• **What to produce**: Could you copy, exactly as written, every line from the first line of the records through the one containing "pub enum ValidationError"?

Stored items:
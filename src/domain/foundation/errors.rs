//! Error types for the domain layer.

use std::collections::HashMap;
use std::error::Error;
use std::fmt;
use thiserror::Error;

/// Errors that occur during value object construction.
#[derive(Debug, Clone, PartialEq, Eq, Error)]
pub enum ValidationError {
    #[error("Field '{field}' cannot be empty")]
    EmptyField { field: String },

    #[error("Field '{field}' must be between {min} and {max}, got {actual}")]
    OutOfRange {
        field: String,
        min: i64,
        max: i64,
        actual: i64,
    },

    #[error("Field '{field}' has invalid format: {reason}")]
    InvalidFormat { field: String, reason: String },
}

impl ValidationError {
    /// Creates an empty field validation error.
    pub fn empty_field(field: impl Into<String>) -> Self {
        ValidationError::EmptyField { field: field.into() }
    }

    /// Creates an out of range validation error.
    pub fn out_of_range(field: impl Into<String>, min: i64, max: i64, actual: i64) -> Self {
        ValidationError::OutOfRange {
            field: field.into(),
            min,
            max,
            actual,
        }
    }

    /// Creates an invalid format validation error.
    pub fn invalid_format(field: impl Into<String>, reason: impl Into<String>) -> Self {
        ValidationError::InvalidFormat {
            field: field.into(),
            reason: reason.into(),
        }
    }

    /// Name of the offending field.
    pub fn field(&self) -> &str {
        match self {
            ValidationError::EmptyField { field }
            | ValidationError::OutOfRange { field, .. }
            | ValidationError::InvalidFormat { field, .. } => field,
        }
    }
}

/// Error codes organized by category.
#[derive(Debug, Clone, Copy, PartialEq, Eq, Hash)]
pub enum ErrorCode {
    // Validation errors
    ValidationFailed,
    EmptyField,
    InvalidFormat,

    // Not found errors
    SessionNotFound,
    PresetNotFound,

    // Capacity errors
    SessionLimitReached,

    // State errors
    ToolBusy,
    ToolUnavailable,

    // AI errors
    CouncilUnreachable,
    InvalidModelResponse,

    // Infrastructure errors
    StorageError,
    InternalError,
}

impl fmt::Display for ErrorCode {
    fn fmt(&self, f: &mut fmt::Formatter<'_>) -> fmt::Result {
        let s = match self {
            ErrorCode::ValidationFailed => "VALIDATION_FAILED",
            ErrorCode::EmptyField => "EMPTY_FIELD",
            ErrorCode::InvalidFormat => "INVALID_FORMAT",
            ErrorCode::SessionNotFound => "SESSION_NOT_FOUND",
            ErrorCode::PresetNotFound => "PRESET_NOT_FOUND",
            ErrorCode::SessionLimitReached => "SESSION_LIMIT_REACHED",
            ErrorCode::ToolBusy => "TOOL_BUSY",
            ErrorCode::ToolUnavailable => "TOOL_UNAVAILABLE",
            ErrorCode::CouncilUnreachable => "COUNCIL_UNREACHABLE",
            ErrorCode::InvalidModelResponse => "INVALID_MODEL_RESPONSE",
            ErrorCode::StorageError => "STORAGE_ERROR",
            ErrorCode::InternalError => "INTERNAL_ERROR",
        };
        write!(f, "{}", s)
    }
}

/// Standard domain error with code, message, and optional details.
#[derive(Debug, Clone)]
pub struct DomainError {
    pub code: ErrorCode,
    pub message: String,
    pub details: HashMap<String, String>,
}

impl DomainError {
    /// Creates a new domain error.
    pub fn new(code: ErrorCode, message: impl Into<String>) -> Self {
        Self {
            code,
            message: message.into(),
            details: HashMap::new(),
        }
    }

    /// Creates a validation error for a specific field.
    pub fn validation(field: impl Into<String>, message: impl Into<String>) -> Self {
        Self::new(ErrorCode::ValidationFailed, message).with_detail("field", field)
    }

    /// Adds a detail entry.
    pub fn with_detail(mut self, key: impl Into<String>, value: impl Into<String>) -> Self {
        self.details.insert(key.into(), value.into());
        self
    }
}

impl fmt::Display for DomainError {
    fn fmt(&self, f: &mut fmt::Formatter<'_>) -> fmt::Result {
        write!(f, "[{}] {}", self.code, self.message)
    }
}

impl Error for DomainError {}

impl From<ValidationError> for DomainError {
    fn from(err: ValidationError) -> Self {
        let code = match &err {
            ValidationError::EmptyField { .. } => ErrorCode::EmptyField,
            ValidationError::InvalidFormat { .. } => ErrorCode::InvalidFormat,
            ValidationError::OutOfRange { .. } => ErrorCode::ValidationFailed,
        };
        let field = err.field().to_string();
        DomainError::new(code, err.to_string()).with_detail("field", field)
    }
}
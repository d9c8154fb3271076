//! Scenario input limits

use serde::Deserialize;

use super::error::ValidationError;
use crate::domain::foundation::DEFAULT_MAX_INPUT_LENGTH;

const MAX_ALLOWED_LENGTH: usize = 20_000;

#[derive(Debug, Clone, Deserialize)]
pub struct ScenarioConfig {
    /// Characters kept after sanitizing any free-text input
    #[serde(default = "default_max_length")]
    pub max_length: usize,
}

impl ScenarioConfig {
    pub fn validate(&self) -> Result<(), ValidationError> {
        if self.max_length == 0 || self.max_length > MAX_ALLOWED_LENGTH {
            return Err(ValidationError::InvalidMaxLength {
                max: MAX_ALLOWED_LENGTH,
            });
        }
        Ok(())
    }
}

impl Default for ScenarioConfig {
    fn default() -> Self {
        Self {
            max_length: default_max_length(),
        }
    }
}

fn default_max_length() -> usize {
    DEFAULT_MAX_INPUT_LENGTH
}

#[cfg(test)]
mod tests {
    use super::*;

    #[test]
    fn test_bounds() {
        assert_eq!(ScenarioConfig::default().max_length, 4000);
        assert!(ScenarioConfig { max_length: 20_000 }.validate().is_ok());
        assert!(ScenarioConfig { max_length: 0 }.validate().is_err());
        assert!(ScenarioConfig { max_length: 20_001 }.validate().is_err());
    }
}
//! Adapters - Implementations of port interfaces.
//!
//! Adapters connect the domain to external systems:
//! - `ai` - Gemini and mock model providers
//! - `storage` - Session registry and preference files
//! - `http` - axum REST surface

pub mod ai;
pub mod http;
pub mod storage;
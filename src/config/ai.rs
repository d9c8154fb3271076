//! AI provider configuration

use secrecy::{ExposeSecret, SecretString};
use serde::Deserialize;
use std::time::Duration;

use super::error::ValidationError;

/// AI provider configuration
#[derive(Debug, Clone, Deserialize)]
pub struct AiConfig {
    /// Which provider answers council requests
    #[serde(default)]
    pub provider: AiProvider,

    /// Gemini API key
    pub gemini_api_key: Option<SecretString>,

    /// Generative Language API root
    #[serde(default = "default_base_url")]
    pub base_url: String,

    /// Model used for the council debate
    #[serde(default = "default_debate_model")]
    pub debate_model: String,

    /// Model used for every follow-up tool and the assistant
    #[serde(default = "default_tool_model")]
    pub tool_model: String,

    /// Sampling temperature for the debate
    #[serde(default = "default_debate_temperature")]
    pub debate_temperature: f32,

    /// Request timeout in seconds
    #[serde(default = "default_timeout")]
    pub timeout_secs: u64,

    /// Maximum retries on transient failure
    #[serde(default)]
    pub max_retries: u32,
}

/// AI provider type
#[derive(Debug, Clone, Copy, Deserialize, PartialEq, Eq, Default)]
#[serde(rename_all = "lowercase")]
pub enum AiProvider {
    #[default]
    Gemini,
    /// Canned replies, no network.
    Mock,
}

impl AiConfig {
    /// Get timeout as Duration
    pub fn timeout(&self) -> Duration {
        Duration::from_secs(self.timeout_secs)
    }

    /// Check if a Gemini key is configured
    pub fn has_gemini_key(&self) -> bool {
        self.gemini_api_key
            .as_ref()
            .is_some_and(|k| !k.expose_secret().trim().is_empty())
    }

    /// Validate AI configuration
    pub fn validate(&self) -> Result<(), ValidationError> {
        if self.provider == AiProvider::Gemini && !self.has_gemini_key() {
            return Err(ValidationError::MissingRequired("GEMINI_API_KEY"));
        }
        if !self.base_url.starts_with("http://") && !self.base_url.starts_with("https://") {
            return Err(ValidationError::InvalidBaseUrl(self.base_url.clone()));
        }
        if self.debate_model.trim().is_empty() {
            return Err(ValidationError::EmptyModel("debate_model"));
        }
        if self.tool_model.trim().is_empty() {
            return Err(ValidationError::EmptyModel("tool_model"));
        }
        if !(0.0..=2.0).contains(&self.debate_temperature) {
            return Err(ValidationError::InvalidTemperature);
        }
        if self.timeout_secs == 0 {
            return Err(ValidationError::InvalidTimeout);
        }
        Ok(())
    }
}

impl Default for AiConfig {
    fn default() -> Self {
        Self {
            provider: AiProvider::default(),
            gemini_api_key: None,
            base_url: default_base_url(),
            debate_model: default_debate_model(),
            tool_model: default_tool_model(),
            debate_temperature: default_debate_temperature(),
            timeout_secs: default_timeout(),
            max_retries: 0,
        }
    }
}

fn default_base_url() -> String {
    crate::adapters::ai::DEFAULT_GEMINI_BASE_URL.to_string()
}

fn default_debate_model() -> String {
    "gemini-3-pro-preview".to_string()
}

fn default_tool_model() -> String {
    "gemini-3-flash-preview".to_string()
}

fn default_debate_temperature() -> f32 {
    0.7
}

fn default_timeout() -> u64 {
    120
}
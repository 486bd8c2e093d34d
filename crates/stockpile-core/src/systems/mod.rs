//! Systems - logic that runs one scheduled task against the world
//!
//! Systems read components through `&World` (hecs hands out per-component
//! borrows) and write everything else through a [`TaskContext`]. Spawning
//! and despawning stay in the engine.

mod production;
mod settle;
mod transfer;

pub use production::*;
pub use settle::*;
pub use transfer::*;

use stockpile_logic::resources::IdGen;

use crate::events::EventLog;
use crate::placement::PlacementBook;
use crate::scheduler::Timeline;

/// Engine state a running task may touch besides the world.
pub struct TaskContext<'a> {
    pub now: u64,
    pub ids: &'a mut IdGen,
    pub timeline: &'a mut Timeline,
    pub placements: &'a mut PlacementBook,
    pub events: &'a mut EventLog,
}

• **Solution to the problem**:
filename src/domain/foundation/errors.rs
//! Error types for the domain layer.

use std::collections::HashMap;
use std::error::Error;
use std::fmt;
use thiserror::Error;

/// Errors that occur during value object construction.
#[derive(Debug, Clone, PartialEq, Eq, Error)]
pub enum ValidationError {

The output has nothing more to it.